Is there anything that I can do to make myself enlightened?
As little as you can do to make the sun rise in the morning.

Then of what use are the spiritual exercises you prescribe?

To make sure you are not asleep when the sun begins to rise.
A Zen master to his disciple. Source

Murders are easy to understand.  But this:  that one can contain death,  the whole of death,  even before life has begun,  can hold it to one’s heart gently,  and not refuse to go on living,  this is inexpressible.

-Rainer Maria Rilke
[above excerpts from Richard Rohr's "Everything Belongs--The Gift of Contemplative Prayer"]

In the Four Quartets, T. S. Eliot writes ‘humankind cannot bear very much reality’. 

I suppose that the suffering and surrender we all face at some point in our lives is not just the reality of the pain of the cross which may threaten to overwhelm us but the much greater reality of God’s love for us.
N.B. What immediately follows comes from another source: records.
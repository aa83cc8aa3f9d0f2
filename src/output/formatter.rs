use std::io::IsTerminal;

use anyhow::{Context, Result};
use owo_colors::OwoColorize;
use serde::Serialize;
use terminal_size::{terminal_size, Width};
use tracing::debug;

use crate::config::ColorMode;
use crate::freshness::{
    formula, DomainError, EvaluationResult, Grade, Measurement, Severity, THRESHOLD_A, THRESHOLD_AA,
};

/// A measurement paired with the outcome of evaluating it
pub struct EvaluatedEgg<'a> {
    pub measurement: &'a Measurement,
    pub outcome: Result<EvaluationResult, DomainError>,
}

impl<'a> EvaluatedEgg<'a> {
    pub fn evaluate(measurement: &'a Measurement) -> Self {
        let outcome = measurement.evaluate();
        match &outcome {
            Ok(result) => debug!(
                weight = measurement.weight,
                raw_index = result.raw_index,
                grade = result.tag(),
                "evaluated measurement"
            ),
            Err(e) => debug!(
                weight = measurement.weight,
                float = measurement.float_score,
                candle = measurement.candle_score,
                error = %e,
                "rejected measurement"
            ),
        }
        Self {
            measurement,
            outcome,
        }
    }
}

/// Decide whether to emit ANSI colors. `Auto` checks whether stdout is a TTY.
pub fn should_use_colors(mode: ColorMode) -> bool {
    match mode {
        ColorMode::Always => true,
        ColorMode::Never => false,
        ColorMode::Auto => std::io::stdout().is_terminal(),
    }
}

/// Color already-padded text by grade severity
fn paint(text: &str, severity: Severity, use_colors: bool) -> String {
    if use_colors {
        let (r, g, b) = severity.rgb();
        text.truecolor(r, g, b).bold().to_string()
    } else {
        text.to_string()
    }
}

/// Format one evaluation with its inputs (default single-egg output)
pub fn format_result_detail(
    measurement: &Measurement,
    result: &EvaluationResult,
    use_colors: bool,
) -> String {
    let header = match &measurement.name {
        Some(name) => format!("Formula: {}  ({})", formula(), name),
        None => format!("Formula: {}", formula()),
    };
    let index = if use_colors {
        result.index.bold().to_string()
    } else {
        result.index.clone()
    };

    format!(
        "{}\n  Weight (W): {:.2} g\n  Floating score (F): {}\n  Candling score (C): {}\nFreshness Index (FI): {}\n{}\n  {}",
        header,
        measurement.weight,
        measurement.float_score,
        measurement.candle_score,
        index,
        paint(result.tag(), result.severity, use_colors),
        result.label
    )
}

/// Format the domain error for display
pub fn format_error(error: &DomainError, use_colors: bool) -> String {
    if use_colors {
        format!("{} {}", "Invalid Score:".red().bold(), error)
    } else {
        format!("Invalid Score: {}", error)
    }
}

/// Get terminal width, defaulting to None for pipes (unlimited)
fn get_terminal_width() -> Option<usize> {
    terminal_size().map(|(Width(w), _)| w as usize)
}

/// Truncate a name to fit available width, accounting for Unicode
fn truncate_name(name: &str, max_width: usize) -> String {
    let chars: Vec<char> = name.chars().collect();
    if chars.len() <= max_width {
        name.to_string()
    } else if max_width > 3 {
        format!("{}...", chars[..max_width - 3].iter().collect::<String>())
    } else {
        chars[..max_width].iter().collect()
    }
}

/// Format evaluations as a table: index, FI, grade tag, label, name.
/// No headers. Index column is 3 chars ("99."), FI is right-aligned in 7.
pub fn format_scored_table(eggs: &[EvaluatedEgg], use_colors: bool) -> String {
    if eggs.is_empty() {
        return "No measurements found.".to_string();
    }

    let term_width = get_terminal_width();

    let index_width = 3;
    let fi_width = 7;
    let tag_width = 8;
    let label_width = 12;
    let separator = "  ";
    let fixed_width = index_width + 1 + fi_width + tag_width + label_width + separator.len() * 3;

    eggs.iter()
        .enumerate()
        .map(|(idx, egg)| {
            let index_str = format!("{:>2}.", idx + 1);
            let index_str = if use_colors {
                index_str.dimmed().to_string()
            } else {
                index_str
            };

            let name = egg.measurement.name.as_deref().unwrap_or("");
            let name = match term_width {
                Some(width) if width > fixed_width + 10 => truncate_name(name, width - fixed_width),
                Some(_) => truncate_name(name, 20),
                None => name.to_string(),
            };

            let line = match &egg.outcome {
                Ok(result) => {
                    let fi = format!("{:>width$}", result.index, width = fi_width);
                    let tag = format!("{:<width$}", result.tag(), width = tag_width);
                    let label = format!("{:<width$}", result.label, width = label_width);
                    format!(
                        "{} {}{}{}{}{}{}{}",
                        index_str,
                        if use_colors { fi.bold().to_string() } else { fi },
                        separator,
                        paint(&tag, result.severity, use_colors),
                        separator,
                        label,
                        separator,
                        name
                    )
                }
                Err(e) => {
                    let fi = format!("{:>width$}", "invalid", width = fi_width);
                    let message = e.to_string();
                    format!(
                        "{} {}{}{}{}{}",
                        index_str,
                        if use_colors { fi.red().to_string() } else { fi },
                        separator,
                        message,
                        separator,
                        name
                    )
                }
            };
            line.trim_end().to_string()
        })
        .collect::<Vec<_>>()
        .join("\n")
}

/// Format evaluations as tab-separated values for scripting
/// Columns: index, tag, label, name (no headers, no colors)
pub fn format_tsv(eggs: &[EvaluatedEgg]) -> String {
    if eggs.is_empty() {
        return String::new();
    }

    eggs.iter()
        .map(|egg| {
            let name = egg.measurement.name.as_deref().unwrap_or("");
            match &egg.outcome {
                Ok(result) => format!("{}\t{}\t{}\t{}", result.index, result.tag(), result.label, name),
                Err(e) => format!("invalid\t\t{}\t{}", e, name),
            }
        })
        .collect::<Vec<_>>()
        .join("\n")
}

#[derive(Serialize)]
struct JsonEgg<'a> {
    #[serde(flatten)]
    measurement: &'a Measurement,
    #[serde(flatten)]
    result: Option<&'a EvaluationResult>,
    #[serde(skip_serializing_if = "Option::is_none")]
    error: Option<String>,
}

/// Format evaluations as a pretty-printed JSON array
pub fn format_json(eggs: &[EvaluatedEgg]) -> Result<String> {
    let rows: Vec<JsonEgg> = eggs
        .iter()
        .map(|egg| JsonEgg {
            measurement: egg.measurement,
            result: egg.outcome.as_ref().ok(),
            error: egg.outcome.as_ref().err().map(|e| e.to_string()),
        })
        .collect();
    serde_json::to_string_pretty(&rows).context("Failed to serialize results")
}

/// Formula plus the grade bands, highest first
pub fn format_thresholds(use_colors: bool) -> String {
    let bands = [
        (Grade::AA, format!("FI >= {}", THRESHOLD_AA)),
        (Grade::A, format!("{} <= FI < {}", THRESHOLD_A, THRESHOLD_AA)),
        (Grade::B, format!("FI < {}", THRESHOLD_A)),
    ];

    let mut lines = vec![format!("Formula: {}", formula())];
    for (grade, range) in bands {
        let tag = format!("{:<8}", grade.tag());
        lines.push(format!(
            "  {}  {:<12}  {}",
            paint(&tag, grade.severity(), use_colors),
            grade.label(),
            range
        ));
    }
    lines.join("\n")
}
I just wish that the institutional church was displaying more vital signs of that all inclusive embrace of the love of God instead of which it seems to be too busy dualistically filtering the love of God and separating people into" worthy sheep and reprobate goats."

 For that I grieve.

Julian of Norwich, the 14th century English mystic, writes: ‘I desired many times to know in what was our Lord’s meaning … and it was said: What, do you wish to know your Lord’s meaning in this thing? Know it well, love was his meaning.’ 

 Julian realised the love which made Christ suffer is infinitely greater than the pain - and that is what we have to be present to when we fall into the loving hands of God that has no beginning or end but is now and ever shall be

In the face of that reality perhaps the feelings expressed by the poet, Edwina Gateley
come close to the surrender asked of us.

"In the face of your love I’m a coward to give.
Your demands, your totality, make me afraid,
Weak to respond to such strength and such fire,
Trembling to pursue a love so true.

Desiring, yet dreading, drawn reluctant
To a flame devouring, all consuming,
Taut with resistance against the love
That demands such self giving."

and finally this one, also from Edwina Gately

Image source
 A tall steel cross is refracted in raindrops on a window in Joplin, Missouri, on May 7, 2012. The cross is all that was left standing of St. Mary's Catholic Church, which was destroyed by an EF-5 tornado that tore through a large swath of the city and killed 161 people nearly a year ago. (AP Photo/Charlie Riedel)

Disciple of Jesus

Disciple of Jesus, weary and silent,
aware in the darkness of challenges 
failed and longings unfilled,
remembering the passion that sent you forth,
young and bright, and fired with hope.

Disciple of Jesus, weary and silent,
world unchanged, its darkness still deep,
 dreams dispelled and visions blurred,
How is it now with you ?

Trailing behind me the sparkle and fire
of early passion,
bruised and tender from love's long thrust.
Now is the finest , greatest moment
and now the ultimate death.

For I, Disciple of Jesus,
to stand before my God, 
weary and silent  and all alone
claiming only, " I was there "

from the book I Heard a Seed Growing, (God of The Forest , God of the Streets.)